Tuesday, September 25, 2012

Speed Limits . . . . (#8 of 11)


I have run smack dab, headlong into a major obstacle to my downsizing/moving project.

I ran into fibromyalgia, which I sometimes forget that I have.
I usually control the fibro by limiting my activity, eating right, and resting frequently. On “good days,” I feel fine. But one of the symptoms of fibro is forgetfulness, made worse by my age-related memory loss. This combination – feeling fine and having a poor memory – sometimes makes me forget that I have fibromyalgia.

For example, last month a colleague invited me to a job interview with her boss. Forgetting that I’m planning to retire, I said, “Sure!”, jumped into my car and drove forty miles down unfamiliar roads in the near 100 degree Florida heat, forgetting to bring a bottle of drinking water. My friend and I trudged through miles of hospital corridors to the interview, which lasted a long while. Afterward, heading back to the parking lot, I became painfully aware that I had forgotten to bring the cane that I keep in my car.

I had been hired! Spirits high, I did a little shopping on my way home.

Back in the villa at last, exhausted and aching, I collapsed and slept until my husband served dinner, and then I collapsed again.

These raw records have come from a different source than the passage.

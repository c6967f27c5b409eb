// Copyright (C) 2026 Fred Clausen
// Use of this source code is governed by an MIT-style
// license that can be found in the LICENSE file or at
// https://opensource.org/licenses/MIT.

use crate::DomainError;

#[test]
fn test_domain_error_display() {
    let err: DomainError = DomainError::SeatOutOfRange {
        row: 11,
        col: 5,
        rows: 10,
        cols: 10,
    };
    assert_eq!(
        format!("{err}"),
        "Seat (11,5) is outside the 10x10 seat grid"
    );

    let err: DomainError = DomainError::UnknownFilm(String::from("Film 9"));
    assert_eq!(format!("{err}"), "Film 'Film 9' is not in the catalog");

    let err: DomainError = DomainError::InvalidPrice(String::from("test"));
    assert_eq!(format!("{err}"), "Invalid price: test");

    let err: DomainError = DomainError::InvalidSeatLabel(String::from("test"));
    assert_eq!(format!("{err}"), "Invalid seat label: test");
}
// Copyright (C) 2026 Fred Clausen
// Use of this source code is governed by an MIT-style
// license that can be found in the LICENSE file or at
// https://opensource.org/licenses/MIT.

//! Persistence layer for the cinema booking system.
//!
//! This crate stores confirmed reservations in an append-only `SQLite`
//! table. It is built on Diesel and implements the core crate's
//! `ReservationRepository` trait, so the booking flow never sees a
//! database type.
//!
//! ## Storage
//!
//! - One `reservations` table: `id`, `film`, `seats`, `customer_name`
//! - `seats` holds the flat comma-joined seat labels (`"1,1,3,4"`)
//! - Rows are only ever inserted; the flow never reads them back
//!
//! ## Testing Philosophy
//!
//! - Every test gets its own shared-cache in-memory database
//! - File-backed databases are exercised through temporary paths
//! - No external infrastructure is required

#![deny(
    clippy::pedantic,
    clippy::cargo,
    clippy::nursery,
    clippy::style,
    clippy::correctness,
    clippy::all,
    clippy::suspicious,
    clippy::complexity,
    clippy::perf,
    clippy::unwrap_used,
    clippy::expect_used
)]
#![allow(clippy::multiple_crate_versions)]

use cinema_booking::ReservationRepository;
use cinema_booking_domain::{Reservation, ReservationDraft};
use diesel::SqliteConnection;
use std::path::Path;
use std::sync::atomic::{AtomicU64, Ordering};

pub mod backend;
mod diesel_schema;
mod error;
mod mutations;
mod queries;

#[cfg(test)]
mod tests;

pub use error::PersistenceError;

/// Atomic counter for generating unique in-memory database names.
///
/// Each call to `new_in_memory()` receives a unique sequential ID.
static DB_COUNTER: AtomicU64 = AtomicU64::new(0);

/// Persistence adapter for reservation storage.
///
/// Holds a single `SQLite` connection for the lifetime of the process.
pub struct Persistence {
    conn: SqliteConnection,
}

impl std::fmt::Debug for Persistence {
    fn fmt(&self, f: &mut std::fmt::Formatter<'_>) -> std::fmt::Result {
        f.debug_struct("Persistence").finish_non_exhaustive()
    }
}

/// Builds the shared-cache URL for the in-memory database with this id.
pub(crate) fn in_memory_database_url(db_id: u64) -> String {
    format!("file:memdb_{db_id}?mode=memory&cache=shared")
}

impl Persistence {
    /// Creates a new persistence adapter with an in-memory `SQLite` database.
    ///
    /// Every call gets its own database, so adapters never share rows.
    ///
    /// # Errors
    ///
    /// Returns an error if the database cannot be initialized.
    pub fn new_in_memory() -> Result<Self, PersistenceError> {
        let db_id: u64 = DB_COUNTER.fetch_add(1, Ordering::SeqCst);
        let shared_memory_url: String = in_memory_database_url(db_id);

        let conn: SqliteConnection = backend::sqlite::initialize_database(&shared_memory_url)?;

        let mut persistence: Self = Self { conn };
        persistence.ensure_schema()?;
        Ok(persistence)
    }

    /// Creates a new persistence adapter with a file-based `SQLite` database.
    ///
    /// The file is created if it does not exist.
    ///
    /// # Arguments
    ///
    /// * `path` - The path to the `SQLite` database file
    ///
    /// # Errors
    ///
    /// Returns an error if the database cannot be opened or initialized.
    pub fn new_with_file<P: AsRef<Path>>(path: P) -> Result<Self, PersistenceError> {
        let path_str: &str = path.as_ref().to_str().ok_or_else(|| {
            PersistenceError::InitializationError("Invalid database path".to_string())
        })?;

        let mut conn: SqliteConnection = backend::sqlite::initialize_database(path_str)?;
        backend::sqlite::enable_wal_mode(&mut conn)?;

        let mut persistence: Self = Self { conn };
        persistence.ensure_schema()?;
        Ok(persistence)
    }

    /// Creates the reservation table if it does not exist.
    ///
    /// Calling this again after the schema exists changes nothing.
    ///
    /// # Errors
    ///
    /// Returns an error if migrations cannot be applied.
    pub fn ensure_schema(&mut self) -> Result<(), PersistenceError> {
        backend::sqlite::run_migrations(&mut self.conn).map(|_| ())
    }

    /// Appends a reservation and returns it with its assigned id.
    ///
    /// # Errors
    ///
    /// Returns an error if the insert fails. Nothing is stored in that case.
    pub fn append_reservation(
        &mut self,
        draft: &ReservationDraft,
    ) -> Result<Reservation, PersistenceError> {
        mutations::append_reservation(&mut self.conn, draft)
    }

    /// Retrieves a stored reservation by id.
    ///
    /// # Errors
    ///
    /// Returns `PersistenceError::ReservationNotFound` if no row has this id,
    /// or `PersistenceError::CorruptRecord` if the stored seats are malformed.
    pub fn get_reservation(
        &mut self,
        reservation_id: i64,
    ) -> Result<Reservation, PersistenceError> {
        queries::get_reservation(&mut self.conn, reservation_id)
    }

    /// Lists all stored reservations in id order.
    ///
    /// # Errors
    ///
    /// Returns an error if the query fails or any row is malformed.
    pub fn list_reservations(&mut self) -> Result<Vec<Reservation>, PersistenceError> {
        queries::list_reservations(&mut self.conn)
    }

    /// Counts stored reservations.
    ///
    /// # Errors
    ///
    /// Returns an error if the query fails.
    pub fn count_reservations(&mut self) -> Result<i64, PersistenceError> {
        queries::count_reservations(&mut self.conn)
    }

    /// Gives tests direct access to the connection.
    #[cfg(test)]
    pub(crate) const fn connection(&mut self) -> &mut SqliteConnection {
        &mut self.conn
    }
}

impl ReservationRepository for Persistence {
    type Error = PersistenceError;

    fn ensure_schema(&mut self) -> Result<(), Self::Error> {
        Self::ensure_schema(self)
    }

    fn append(&mut self, draft: &ReservationDraft) -> Result<Reservation, Self::Error> {
        self.append_reservation(draft)
    }
}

I spent most of the next few days horizontal, more tired, weak, and internally disrupted than I had in months. I phoned my friend’s boss and explained that I could not accept the job because of the fibromyalgia which I had forgotten I have. 

That was by far not the first time I’d made myself ill. My enthusiasm for new projects and adventures springs eternal, and from time-to-time I over reach my limits, taking on something I used to be able to do very well B.F. (Before Fibro), and forgotten I can no longer do.

Now I am awash in refashioning my home, my professional career, and my lifestyle. At the start, in my enthusiasm, I planned to clear and pack a room a day. Now I’m finding that I am worn out by Noon. Pushing too hard makes me ill, and so, predictably, I’m in a fibro flare-up, wiped out, hurting all over.

The first principle of the art of decluttering, according to Leo Babauta, is: Set Limits. I need to continually remind myself to remember that I have fibromyalgia, and slow down, take my time, set limits to match reality, which is no more than a room a week, at best. 

The short list:
  1. Set limits.
  2. Be realistic.
When I find myself worrying about whether I’ll meet the schedule I’ve set for accomplishing this enormous task, I remind myself . . . I’ll do the best I can, and it will take as long as it takes. The only pressure is what I create for myself, and I must stop doing that. I really, really need to “take it slow.”

And with this realization, The Simple Life begins, as a mindset, an approach to living.